Annual U.S. inflation hits 3%
The
U.S. consumer price index rose 0.5% month on month in January and 3% for the year, the Bureau of Labor Statistics reported Wednesday. Both figures were higher than the Dow Jones estimate of 0.3% and 2.9%, respectively. Core CPI, which excludes food and energy prices, was also higher than expected. The hot inflation report dimmed hopes of more interest rate cuts this year by the U.S. Federal Reserve.

Trump reiterates rates should be cut
U.S. President Donald Trump said Wednesday that he thinks rates should come down, posting on Truth Social, “Interest Rates should be lowered, something which would go hand in hand with upcoming Tariffs!!! Lets Rock and Roll, America!!!” The Trump administration’s position on interest rates has been inconsistent. Trump said in January that he would demand interest rates drop “immediately” but subsequently said the Fed keeping rates unchanged in January was “the right thing to do.”  

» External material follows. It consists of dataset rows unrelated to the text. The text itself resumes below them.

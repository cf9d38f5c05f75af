//! Per-command semantics.
//!
//! Operands are read with `peek` and only discarded once every check has
//! passed. Stack pictures list the top of the stack rightmost.

use glass_ir::{Command, Name};

use super::{Flow, Interpreter};
use crate::heap::Handle;
use crate::{builtins, no_such_method, not_an_instance, unknown_class, EvalResult, Value};

impl<'p> Interpreter<'p> {
    pub(super) fn step(&mut self, command: &Command) -> EvalResult<Flow> {
        match command {
            Command::PushName(name) => self.stack.push(Value::Name(name.clone())),
            Command::PushNum(n) => self.stack.push(Value::Number(*n)),
            Command::PushStr(s) => self.stack.push(Value::Str(s.clone())),
            Command::Duplicate(depth) => {
                let value = self.stack.peek(*depth)?.clone();
                self.stack.push(value);
            }
            Command::GetVal => self.get_val()?,
            Command::AssignVal => self.assign_val()?,
            Command::AssignSelf => self.assign_self()?,
            Command::NewInst => self.new_inst()?,
            Command::GetFunc => self.get_func()?,
            Command::ExecuteFunc => self.execute_func()?,
            Command::LoopBegin { name, end } => {
                if !self.truthy(name)? {
                    return Ok(Flow::Jump(*end));
                }
            }
            Command::LoopEnd { name, begin } => {
                if self.truthy(name)? {
                    return Ok(Flow::Jump(*begin));
                }
            }
            Command::PopStack => {
                self.stack.pop()?;
            }
            Command::Return => return Ok(Flow::Return),
            Command::Builtin(builtin) => builtins::call(self, *builtin)?,
        }
        Ok(Flow::Next)
    }

    fn truthy(&self, name: &Name) -> EvalResult<bool> {
        Ok(self.env.lookup(name, &self.heap)?.truthy())
    }

    /// `… n` → `… value-of-n`
    fn get_val(&mut self) -> EvalResult {
        let name = self.stack.peek(0)?.as_name()?;
        let value = self.env.lookup(name, &self.heap)?;
        self.stack.discard(1);
        self.stack.push(value);
        Ok(())
    }

    /// `… v n` → `…`, binding `n := v`
    fn assign_val(&mut self) -> EvalResult {
        self.stack.require(2)?;
        let name = self.stack.peek(0)?.as_name()?.clone();
        let value = self.stack.peek(1)?.clone();
        self.env.bind(name, value, &mut self.heap)?;
        self.stack.discard(2);
        Ok(())
    }

    /// `… n` → `…`, binding `n` to the running instance
    fn assign_self(&mut self) -> EvalResult {
        let name = self.stack.peek(0)?.as_name()?.clone();
        let this = self.current_instance(&name)?;
        self.env.bind(name, Value::Instance(this), &mut self.heap)?;
        self.stack.discard(1);
        Ok(())
    }

    /// `… var class` → `…`, binding `var` to a new instance of `class`
    /// once its constructor has run
    fn new_inst(&mut self) -> EvalResult {
        self.stack.require(2)?;
        let class_name = self.stack.peek(0)?.as_name()?;
        let var = self.stack.peek(1)?.as_name()?.clone();
        let classes = self.classes;
        let class = classes
            .get(class_name.as_str())
            .ok_or_else(|| unknown_class(class_name.as_str()))?;
        self.stack.discard(2);

        let instance = self.instantiate(class)?;
        self.env.bind(var, Value::Instance(instance), &mut self.heap)
    }

    /// `… var method` → `… function`
    fn get_func(&mut self) -> EvalResult {
        self.stack.require(2)?;
        let method = self.stack.peek(0)?.as_name()?;
        let var = self.stack.peek(1)?.as_name()?;
        let handle = match self.env.lookup(var, &self.heap)? {
            Value::Instance(handle) => handle,
            other => return Err(not_an_instance(var.as_str(), other.render(&self.heap))),
        };
        let class = self
            .heap
            .get(handle)
            .map(crate::heap::Instance::class)
            .ok_or_else(|| not_an_instance(var.as_str(), "a collected instance".to_string()))?;
        if !class.has_method(method.as_str()) {
            return Err(no_such_method(class.name().as_str(), method.as_str()));
        }
        let function = Value::Function {
            instance: handle,
            method: method.clone(),
        };
        self.stack.discard(2);
        self.stack.push(function);
        Ok(())
    }

    /// `… function` → whatever the called method leaves
    fn execute_func(&mut self) -> EvalResult {
        let (instance, method) = self.stack.peek(0)?.as_function()?;
        let method = method.clone();
        self.stack.discard(1);
        self.call_method(instance, &method)
    }

    fn current_instance(&self, name: &Name) -> EvalResult<Handle> {
        self.env
            .current()
            .map(crate::environment::Frame::this)
            .ok_or_else(|| crate::undefined_name(name.as_str()))
    }
}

Trump to announce reciprocal tariffs on Thursday
Reciprocal tariffs by the U.S. could be announced by Thursday, press secretary Karoline Leavitt told reporters at the White House on Wednesday. Trump said Sunday that he plans reciprocal tariffs on “every country” that imposes import duties on the U.S. “Very simply it’s if they charge us, we charge them,” he said on Air Force One, NBC News reported. On Monday, Trump signed an order to impose 25% tariffs on steel and aluminum imports.

U.S. markets dip and Treasury yields jump
A hot CPI report singed U.S. stocks on Wednesday. The S&P 500 fell 0.27%, the Dow Jones Industrial Average lost 0.5% and the Nasdaq Composite was slightly above the flatline. Higher-than-expected prices also sent the U.S. 10-year Treasury yield above 4.6%. Asia-Pacific markets climbed Thursday. Australia’s S&P/ASX 200 hit a record intraday high but pared gains to close flat.

[PRO] Take caution over active ETFs: Analysts
Investors have been flocking to actively managed exchange-traded funds, with their assets under management growing five times more than those of passive funds in 2024, a Morningstar report showed. But some analysts have raised concerns over whether their returns justify the higher expenses and other risks.

And finally…

Chinese businesses rush to try DeepSeek AI at ‘unprecedented’ scale

DeepSeek took the world by storm demonstrating that its AI model was on par with the most advanced ones in the U.S., while claiming to cost a fraction less. Eight automakers including BYD, at least nine financial securities companies, three state-owned telecommunications operators and smartphone brand Honor are among the many that have rushed in the last week to integrate with DeepSeek.

“This is quite unprecedented,” Wei Sun, principal analyst of artificial intelligence at Counterpoint Research, said in an email Monday. She pointed to the rate of adoption, scale of business integration and breadth of specific industries covered. “When we have all of these, we know it’s making a big social and economic impact,” she said.